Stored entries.
BEGIN
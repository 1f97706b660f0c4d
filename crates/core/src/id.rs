//! Strongly-typed identifiers used across the domain.

use serde::{Deserialize, Serialize};

/// Identifier of a store branch in the transaction ledger.
///
/// The ledger allows transactions without a branch; those are reported under
/// [`BranchId::MAIN`] (id `0`).
#[derive(Debug, Copy, Clone, PartialEq, Eq, PartialOrd, Ord, Hash, Serialize, Deserialize)]
#[serde(transparent)]
pub struct BranchId(i32);

impl BranchId {
    /// The main branch, also used for transactions with no branch recorded.
    pub const MAIN: BranchId = BranchId(0);

    pub fn new(id: i32) -> Self {
        Self(id)
    }

    /// Map a nullable ledger column onto a branch, `NULL` becoming the main branch.
    pub fn from_nullable(id: Option<i32>) -> Self {
        id.map(Self).unwrap_or(Self::MAIN)
    }

    pub fn is_main(&self) -> bool {
        *self == Self::MAIN
    }
}

impl core::fmt::Display for BranchId {
    fn fmt(&self, f: &mut core::fmt::Formatter<'_>) -> core::fmt::Result {
        core::fmt::Display::fmt(&self.0, f)
    }
}

#[cfg(test)]
mod tests {
    use super::*;

    #[test]
    fn null_branch_is_main() {
        assert_eq!(BranchId::from_nullable(None), BranchId::MAIN);
        assert!(BranchId::from_nullable(None).is_main());
        assert_eq!(BranchId::from_nullable(Some(3)), BranchId::new(3));
        assert!(!BranchId::from_nullable(Some(3)).is_main());
    }

    #[test]
    fn displays_bare_number() {
        assert_eq!(BranchId::new(12).to_string(), "12");
    }
}
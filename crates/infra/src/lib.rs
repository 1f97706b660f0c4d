//! Infrastructure layer: ledger backends and connection configuration.

/// Configuration loading and representation.
pub mod config;

/// `SalesLedger` implementations (Postgres, in-memory).
pub mod ledger;

pub use config::{ConfigError, LedgerConfig};
pub use ledger::{InMemorySalesLedger, LedgerLine, LedgerRecord, PostgresSalesLedger};
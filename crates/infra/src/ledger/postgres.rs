//! Postgres-backed transaction ledger.
//!
//! Reads `inv_transaction_master` (one row per voucher) and
//! `inv_transaction_details` (one row per line item). The ledger is owned by the
//! transactional system; this module only issues read-only aggregate queries,
//! and the session is opened with `default_transaction_read_only = on`.
//!
//! ## Error Mapping
//!
//! SQLx errors are mapped to `LedgerError` as follows:
//!
//! | SQLx Error | LedgerError | Scenario |
//! |------------|-------------|----------|
//! | ColumnDecode / Decode | `MalformedResult` | Column type differs from the expected aggregate (e.g. `float8` sum) |
//! | ColumnNotFound / ColumnIndexOutOfBounds | `MalformedResult` | Row shape differs from the expected aggregate |
//! | TypeNotFound | `MalformedResult` | Unknown column type |
//! | Database | `DataSource` | SQL error, permission denied, authentication failure |
//! | Io / Tls / Protocol | `DataSource` | Host unreachable, connection dropped mid-query |
//! | PoolTimedOut / PoolClosed | `DataSource` | Connect timeout, ledger already closed |
//! | Other | `DataSource` | Anything else the driver reports |

use async_trait::async_trait;
use chrono::NaiveDate;
use rust_decimal::Decimal;
use sqlx::postgres::{PgPoolOptions, PgRow};
use sqlx::{PgPool, Row};
use tracing::{info, instrument};

use erpsales_sales::{
    BranchSalesRow, LedgerError, LedgerResult, LedgerTotalsRow, ProductSalesRow, SalesLedger,
    VoucherType,
};

use crate::config::LedgerConfig;

/// Both totals queries run at once, each on its own connection.
const MAX_CONNECTIONS: u32 = 2;

const DAILY_TOTALS_SQL: &str = r#"
    SELECT
        COUNT(*) AS bill_count,
        SUM(grand_total) AS amount,
        SUM(vat_amount) AS tax,
        SUM(total_discount) AS discount
    FROM inv_transaction_master
    WHERE CAST(transaction_date AS DATE) = $1
        AND voucher_type = $2
"#;

const TOP_PRODUCTS_SQL: &str = r#"
    SELECT
        d.product_description AS description,
        SUM(d.quantity) AS quantity,
        SUM(d.net_amount) AS amount
    FROM inv_transaction_details d
    INNER JOIN inv_transaction_master m
        ON d.inv_transaction_master_id = m.inv_transaction_master_id
    WHERE CAST(m.transaction_date AS DATE) = $1
        AND m.voucher_type = $2
    GROUP BY d.product_description
    ORDER BY SUM(d.quantity) DESC NULLS LAST, d.product_description ASC
    LIMIT $3
"#;

const BRANCH_SALES_SQL: &str = r#"
    SELECT
        COALESCE(branch_id, 0) AS branch_id,
        COUNT(*) AS bill_count,
        SUM(grand_total) AS amount
    FROM inv_transaction_master
    WHERE CAST(transaction_date AS DATE) = $1
        AND voucher_type = $2
    GROUP BY COALESCE(branch_id, 0)
    ORDER BY SUM(grand_total) DESC NULLS LAST, COALESCE(branch_id, 0) ASC
"#;

/// Postgres-backed sales ledger.
///
/// Holds a small SQLx pool that lives for one invocation: open it with
/// [`PostgresSalesLedger::connect`], and call [`PostgresSalesLedger::close`]
/// once the report is computed, whether or not computing it succeeded.
#[derive(Debug, Clone)]
pub struct PostgresSalesLedger {
    pool: PgPool,
}

impl PostgresSalesLedger {
    /// Connect to the ledger described by `config`.
    ///
    /// One connection is established eagerly so an unreachable host or bad
    /// credentials fail here, before any query is issued.
    #[instrument(skip(config), fields(target = %config.target()), err)]
    pub async fn connect(config: &LedgerConfig) -> LedgerResult<Self> {
        let options = config
            .connect_options()
            .clone()
            .options([("default_transaction_read_only", "on")]);

        let pool = PgPoolOptions::new()
            .max_connections(MAX_CONNECTIONS)
            .acquire_timeout(config.connect_timeout())
            .connect_with(options)
            .await
            .map_err(|e| map_sqlx_error("connect", e))?;

        info!("connected to ledger");
        Ok(Self::from_pool(pool))
    }

    /// Wrap an existing pool (the caller is responsible for its settings).
    pub fn from_pool(pool: PgPool) -> Self {
        Self { pool }
    }

    /// Close every connection. Idempotent.
    pub async fn close(&self) {
        self.pool.close().await;
        info!("ledger connection closed");
    }
}

#[async_trait]
impl SalesLedger for PostgresSalesLedger {
    #[instrument(skip(self), err)]
    async fn daily_totals(
        &self,
        date: NaiveDate,
        voucher: VoucherType,
    ) -> LedgerResult<Option<LedgerTotalsRow>> {
        let row = sqlx::query(DAILY_TOTALS_SQL)
            .bind(date)
            .bind(voucher.code())
            .fetch_optional(&self.pool)
            .await
            .map_err(|e| map_sqlx_error("daily_totals", e))?;

        row.as_ref().map(totals_from_row).transpose()
    }

    #[instrument(skip(self), err)]
    async fn top_products(&self, date: NaiveDate, limit: u32) -> LedgerResult<Vec<ProductSalesRow>> {
        let rows = sqlx::query(TOP_PRODUCTS_SQL)
            .bind(date)
            .bind(VoucherType::SalesInvoice.code())
            .bind(i64::from(limit))
            .fetch_all(&self.pool)
            .await
            .map_err(|e| map_sqlx_error("top_products", e))?;

        rows.iter().map(product_from_row).collect()
    }

    #[instrument(skip(self), err)]
    async fn branch_sales(&self, date: NaiveDate) -> LedgerResult<Vec<BranchSalesRow>> {
        let rows = sqlx::query(BRANCH_SALES_SQL)
            .bind(date)
            .bind(VoucherType::SalesInvoice.code())
            .fetch_all(&self.pool)
            .await
            .map_err(|e| map_sqlx_error("branch_sales", e))?;

        rows.iter().map(branch_from_row).collect()
    }
}

fn expect_columns(operation: &str, row: &PgRow, expected: usize) -> LedgerResult<()> {
    if row.len() != expected {
        return Err(LedgerError::malformed(format!(
            "{operation}: expected {expected} columns, got {}",
            row.len()
        )));
    }
    Ok(())
}

fn totals_from_row(row: &PgRow) -> LedgerResult<LedgerTotalsRow> {
    expect_columns("daily_totals", row, 4)?;
    let get_err = |e| map_sqlx_error("daily_totals", e);
    Ok(LedgerTotalsRow {
        bill_count: row.try_get::<Option<i64>, _>(0).map_err(get_err)?,
        amount: row.try_get::<Option<Decimal>, _>(1).map_err(get_err)?,
        tax: row.try_get::<Option<Decimal>, _>(2).map_err(get_err)?,
        discount: row.try_get::<Option<Decimal>, _>(3).map_err(get_err)?,
    })
}

fn product_from_row(row: &PgRow) -> LedgerResult<ProductSalesRow> {
    expect_columns("top_products", row, 3)?;
    let get_err = |e| map_sqlx_error("top_products", e);
    Ok(ProductSalesRow {
        description: row.try_get::<Option<String>, _>(0).map_err(get_err)?,
        quantity: row.try_get::<Option<Decimal>, _>(1).map_err(get_err)?,
        amount: row.try_get::<Option<Decimal>, _>(2).map_err(get_err)?,
    })
}

fn branch_from_row(row: &PgRow) -> LedgerResult<BranchSalesRow> {
    expect_columns("branch_sales", row, 3)?;
    let get_err = |e| map_sqlx_error("branch_sales", e);
    Ok(BranchSalesRow {
        branch_id: row.try_get::<Option<i32>, _>(0).map_err(get_err)?,
        bill_count: row.try_get::<Option<i64>, _>(1).map_err(get_err)?,
        amount: row.try_get::<Option<Decimal>, _>(2).map_err(get_err)?,
    })
}

/// Map SQLx errors to ledger errors.
///
/// See the module documentation for the mapping table.
fn map_sqlx_error(operation: &str, err: sqlx::Error) -> LedgerError {
    match err {
        sqlx::Error::ColumnDecode { index, source } => LedgerError::malformed(format!(
            "{operation}: column {index} has an unexpected type: {source}"
        )),
        sqlx::Error::Decode(source) => {
            LedgerError::malformed(format!("{operation}: failed to decode value: {source}"))
        }
        sqlx::Error::ColumnNotFound(name) => {
            LedgerError::malformed(format!("{operation}: column {name} not found"))
        }
        sqlx::Error::ColumnIndexOutOfBounds { index, len } => LedgerError::malformed(format!(
            "{operation}: column index {index} out of bounds (row has {len})"
        )),
        sqlx::Error::TypeNotFound { type_name } => {
            LedgerError::malformed(format!("{operation}: unknown type {type_name}"))
        }
        sqlx::Error::Database(db_err) => {
            let code = db_err.code().map(|c| c.into_owned()).unwrap_or_default();
            LedgerError::data_source(format!(
                "database error in {operation}: {} (code {code})",
                db_err.message()
            ))
        }
        sqlx::Error::PoolTimedOut => LedgerError::data_source(format!(
            "timed out waiting for a ledger connection in {operation}"
        )),
        sqlx::Error::PoolClosed => {
            LedgerError::data_source(format!("ledger connection closed in {operation}"))
        }
        sqlx::Error::Io(e) => LedgerError::data_source(format!("I/O error in {operation}: {e}")),
        other => LedgerError::data_source(format!("sqlx error in {operation}: {other}")),
    }
}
END
WORK INSTRUCTIONS. Look above for the line with "ON d.inv_transaction_master_id = m.inv_transaction_master_id" and the line with "#[async_trait]"; transcribe both and all lines in between, exactly, and nothing else.

RESPONSE TO THIS EXERCISE.
        ON d.inv_transaction_master_id = m.inv_transaction_master_id
    WHERE CAST(m.transaction_date AS DATE) = $1
        AND m.voucher_type = $2
    GROUP BY d.product_description
    ORDER BY SUM(d.quantity) DESC NULLS LAST, d.product_description ASC
    LIMIT $3
"#;

const BRANCH_SALES_SQL: &str = r#"
    SELECT
        COALESCE(branch_id, 0) AS branch_id,
        COUNT(*) AS bill_count,
        SUM(grand_total) AS amount
    FROM inv_transaction_master
    WHERE CAST(transaction_date AS DATE) = $1
        AND voucher_type = $2
    GROUP BY COALESCE(branch_id, 0)
    ORDER BY SUM(grand_total) DESC NULLS LAST, COALESCE(branch_id, 0) ASC
"#;

/// Postgres-backed sales ledger.
///
/// Holds a small SQLx pool that lives for one invocation: open it with
/// [`PostgresSalesLedger::connect`], and call [`PostgresSalesLedger::close`]
/// once the report is computed, whether or not computing it succeeded.
#[derive(Debug, Clone)]
pub struct PostgresSalesLedger {
    pool: PgPool,
}

impl PostgresSalesLedger {
    /// Connect to the ledger described by `config`.
    ///
    /// One connection is established eagerly so an unreachable host or bad
    /// credentials fail here, before any query is issued.
    #[instrument(skip(config), fields(target = %config.target()), err)]
    pub async fn connect(config: &LedgerConfig) -> LedgerResult<Self> {
        let options = config
            .connect_options()
            .clone()
            .options([("default_transaction_read_only", "on")]);

        let pool = PgPoolOptions::new()
            .max_connections(MAX_CONNECTIONS)
            .acquire_timeout(config.connect_timeout())
            .connect_with(options)
            .await
            .map_err(|e| map_sqlx_error("connect", e))?;

        info!("connected to ledger");
        Ok(Self::from_pool(pool))
    }

    /// Wrap an existing pool (the caller is responsible for its settings).
    pub fn from_pool(pool: PgPool) -> Self {
        Self { pool }
    }

    /// Close every connection. Idempotent.
    pub async fn close(&self) {
        self.pool.close().await;
        info!("ledger connection closed");
    }
}

#[async_trait]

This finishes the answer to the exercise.